Saturday, February 6, 2010

'Black Classical Musicians in Philadelphia' by Elaine Mack is Topic of WHYY Radio Feb. 12, 11 AM


[Elaine Mack]

Richard Greene is the creator of a valuable reference site, "
Classical Music Recordings of Black Composers: A Comprehensive Reference Guide to Recorded Works Available on Compact Disc,
1990 to the present," http://astro.temple.edu/~rgreene/BlackComp/ It has long been linked to the Composers of African Descent section of AfriClassical.com. He has also operated an online calendar called “Black Classical Musicians and Concerts,” for Philadelphia and the surrounding area. We received this message from himon Feb. 5, 2010:

“This is to inform you I have been notified that Philly's public broadcasting station WHYY has just booked a show regarding the book Black Classical Musicians in Philadelphia. The book's author, Elaine Mack, developed oral histories spanning four generations of black men and women. Program guests will be Ms. Mack along with two of the book's subjects; David Lofton (piano) and Blanche Burton Lyles (vocal and Marian Anderson Museum).
The program, Radio Times (WHYY) with host Marty Moss-Coane, is to be aired Friday, February 12th from 11 a.m. to noon. Also to be available online based on personal listening schedules. Regards, Richard

Elaine Mack left a post in the Guest Book at AfriClassical.com on Feb. 5:
I am a cellist, teacher, and author who has just released her first book, Black Classical Musicians in Philadelphia: oral histories covering four generations. The product of 14 years of work, this book consists of personal interviews with Black musicians who were born, bred, educated, or made major contributions to the musical life of Philadelphia. Also included is an extensive historical perspective, photos from private collections and more. Presently, it is available from my website...

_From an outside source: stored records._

use ottoman_types::TypeError;

/// Failures below the application protocol: the request did not produce a
/// usable response.
#[derive(Debug, Clone, PartialEq, Eq, thiserror::Error)]
pub enum TransportError {
    /// The store could not be reached or the connection broke.
    #[error("store unavailable: {0}")]
    Unavailable(String),

    /// The store answered with something that is not the expected JSON shape.
    #[error("malformed response: {0}")]
    MalformedResponse(String),
}

/// Result alias for transport calls.
pub type TransportResult<T> = Result<T, TransportError>;

/// Errors from store client operations.
#[derive(Debug, thiserror::Error)]
pub enum ClientError {
    /// Transport-level failure, passed through untouched.
    #[error(transparent)]
    Transport(#[from] TransportError),

    /// The store answered with a non-success status.
    #[error("HTTP error with status {status} while requesting {path}: {error}: {reason}")]
    Http {
        status: u16,
        path: String,
        error: String,
        reason: String,
    },

    /// A single-document write was attempted without an `_id`.
    #[error("document has no _id")]
    MissingDocumentId,

    /// A document in the response could not be decoded.
    #[error("type error: {0}")]
    Type(#[from] TypeError),
}

impl ClientError {
    /// The HTTP status for [`ClientError::Http`], `None` otherwise.
    pub fn status(&self) -> Option<u16> {
        match self {
            Self::Http { status, .. } => Some(*status),
            _ => None,
        }
    }
}

/// Result alias for client operations.
pub type ClientResult<T> = Result<T, ClientError>;
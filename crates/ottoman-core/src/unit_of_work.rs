//! Identity map and unit of work.
//!
//! The unit of work tracks every document instance it has handed out or
//! been given, keyed by the address of its slot. It remembers what each
//! document looked like when loaded (the snapshot), finds what changed at
//! flush time, and writes everything in one bulk request.

use std::collections::{BTreeMap, HashMap, HashSet};
use std::mem;
use std::rc::Rc;
use std::sync::Arc;

use ottoman_client::{BulkOutcome, CouchClient};
use ottoman_types::{DocumentState, Revision, WireDocument};
use serde_json::Value;
use tracing::{debug, warn};

use crate::error::{DocumentFailure, OdmError, OdmResult};
use crate::handle::{object_key, DocumentSlot, ObjectKey};
use crate::id::{AssignedIdGenerator, IdGenerator, UuidIdGenerator};
use crate::mapping::{AssociationView, ClassDescriptor, IdStrategy};
use crate::persister::{DocumentPersister, Hydration};

/// Field name to captured value.
pub type Snapshot = BTreeMap<String, SnapshotValue>;

/// One captured field or association.
#[derive(Clone, Debug, PartialEq)]
pub enum SnapshotValue {
    Field(Value),
    /// Identifier of the related document, if any.
    Reference(Option<String>),
    /// Identifiers of the members of an owning to-many association.
    References(Vec<String>),
}

/// What a successful flush wrote.
#[derive(Clone, Copy, Debug, Default, PartialEq, Eq)]
pub struct FlushReport {
    /// Documents created or updated.
    pub written: usize,
    /// Documents deleted in the store.
    pub deleted: usize,
}

struct ManagedRecord {
    sequence: u64,
    identifier: String,
    revision: Option<Revision>,
    state: DocumentState,
    snapshot: Option<Snapshot>,
    changeset: Option<Snapshot>,
    descriptor: Arc<ClassDescriptor>,
    slot: Rc<dyn DocumentSlot>,
}

enum FlushTarget {
    Write { key: ObjectKey, identifier: String },
    Delete { identifier: String },
}

impl FlushTarget {
    fn identifier(&self) -> &str {
        match self {
            Self::Write { identifier, .. } | Self::Delete { identifier } => identifier,
        }
    }
}

pub(crate) struct UnitOfWork {
    identity_map: HashMap<String, ObjectKey>,
    records: HashMap<ObjectKey, ManagedRecord>,
    scheduled_inserts: HashSet<ObjectKey>,
    scheduled_updates: Vec<ObjectKey>,
    scheduled_removals: Vec<ObjectKey>,
    next_sequence: u64,
    uuid_generator: UuidIdGenerator,
    assigned_generator: AssignedIdGenerator,
}
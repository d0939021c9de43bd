//! Request paths of the CouchDB document protocol.

/// Server welcome / version.
pub const ROOT: &str = "/";
/// List of all databases.
pub const ALL_DBS: &str = "/_all_dbs";

/// `GET` a batch of server-issued UUIDs.
pub fn uuids(count: usize) -> String {
    format!("/_uuids?count={count}")
}

/// Database-level path (create, drop, info, `POST` a new document).
pub fn database(db: &str) -> String {
    format!("/{}", encode_segment(db))
}

/// Single-document path.
pub fn document(db: &str, id: &str) -> String {
    format!("/{}/{}", encode_segment(db), encode_segment(id))
}

/// Single-document path carrying a revision (used by `DELETE`).
pub fn document_rev(db: &str, id: &str, rev: &str) -> String {
    format!("{}?rev={}", document(db, id), encode_segment(rev))
}

/// Bulk read with document bodies included.
pub fn all_docs(db: &str) -> String {
    format!("/{}/_all_docs?include_docs=true", encode_segment(db))
}

/// Bulk write.
pub fn bulk_docs(db: &str) -> String {
    format!("/{}/_bulk_docs", encode_segment(db))
}

/// Percent-encode everything except RFC 3986 unreserved characters.
pub fn encode_segment(raw: &str) -> String {
    let mut out = String::with_capacity(raw.len());
    for byte in raw.bytes() {
        if byte.is_ascii_alphanumeric() || matches!(byte, b'-' | b'.' | b'_' | b'~') {
            out.push(byte as char);
        } else {
            out.push('%');
            out.push_str(&format!("{byte:02X}"));
        }
    }
    out
}

/// Inverse of [`encode_segment`]. Malformed escapes are kept literally.
pub fn decode_segment(encoded: &str) -> String {
    let bytes = encoded.as_bytes();
    let mut out = Vec::with_capacity(bytes.len());
    let mut i = 0;
    while i < bytes.len() {
        if bytes[i] == b'%' && i + 2 < bytes.len() {
            if let (Some(high), Some(low)) = (hex_value(bytes[i + 1]), hex_value(bytes[i + 2])) {
                out.push(high << 4 | low);
                i += 3;
                continue;
            }
        }
        out.push(bytes[i]);
        i += 1;
    }
    String::from_utf8_lossy(&out).into_owned()
}

fn hex_value(byte: u8) -> Option<u8> {
    (byte as char).to_digit(16).map(|d| d as u8)
}
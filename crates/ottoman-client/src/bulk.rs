//! Wire types of the `_bulk_docs` protocol.

use ottoman_types::{Revision, WireDocument};
use serde::{Deserialize, Serialize};

/// Body of a bulk write request.
///
/// Every entry is a full document body. Entries carrying `_rev` update that
/// revision, entries without one create, and entries with `_deleted: true`
/// delete. `all_or_nothing` asks the store to push every non-conflicting
/// change through instead of aborting the batch on the first conflict.
#[derive(Clone, Debug, PartialEq, Serialize, Deserialize)]
pub struct BulkRequest {
    pub docs: Vec<WireDocument>,
    #[serde(default)]
    pub all_or_nothing: bool,
}

impl BulkRequest {
    pub fn new(docs: Vec<WireDocument>, all_or_nothing: bool) -> Self {
        Self {
            docs,
            all_or_nothing,
        }
    }
}

/// Per-document result of a bulk write, parallel to the request entries.
#[derive(Clone, Debug, PartialEq, Eq, Serialize, Deserialize)]
#[serde(untagged)]
pub enum BulkOutcome {
    /// The store rejected this document.
    Failed {
        id: String,
        error: String,
        #[serde(default)]
        reason: String,
    },
    /// The write was applied and produced `rev`.
    Written { id: String, rev: Revision },
}

impl BulkOutcome {
    pub fn id(&self) -> &str {
        match self {
            Self::Written { id, .. } | Self::Failed { id, .. } => id,
        }
    }

    pub fn is_success(&self) -> bool {
        matches!(self, Self::Written { .. })
    }

    /// The new revision of a successful write.
    pub fn revision(&self) -> Option<&Revision> {
        match self {
            Self::Written { rev, .. } => Some(rev),
            Self::Failed { .. } => None,
        }
    }
}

She added the address of her website, http://www.elainecello.com/, and explained: “Just wanted to be sure my website is readily available. I'm happy to have found africlassical.com.

3 comments:

Wilmer said...
This comment has been removed by the author.
Wilmer said...

Gee, did I offend my Philadelphia colleagues?
I was Born and raised in Philadelphia. I studied at the Settlement School, played in the All-Philadelphia High School Orchestra with James DePriest. I was soloist with the Philadelphia Orchestra.....I think I might have been the first black musician to be hired as an extra player with the orchestra. In the sixties I was First Trumpet of the Pennsylvania Ballet and just about every orchestra in town......I guess this stuff doesn't count.
Wilmer Wise

Elaine said...

I did the bulk of interviews for Black Classical Musicians in Philadelphia back in 1995, and at that time never knew of Wilmer Wise. No one I knew even mentioned his name. It was not my intention to exclude of offend anyone, but there are limits to the number of musicians one can write about effectively at one time. If anything, it shows how many very fine musicians of note there are in Philadelphia. One stated purpose of my book is to provide incentive for people to seek out the musicians of accomplishment in their midst. This also applies to those musicians themselves who may feel that they should have been included. Perhaps a sequel to this book is in order.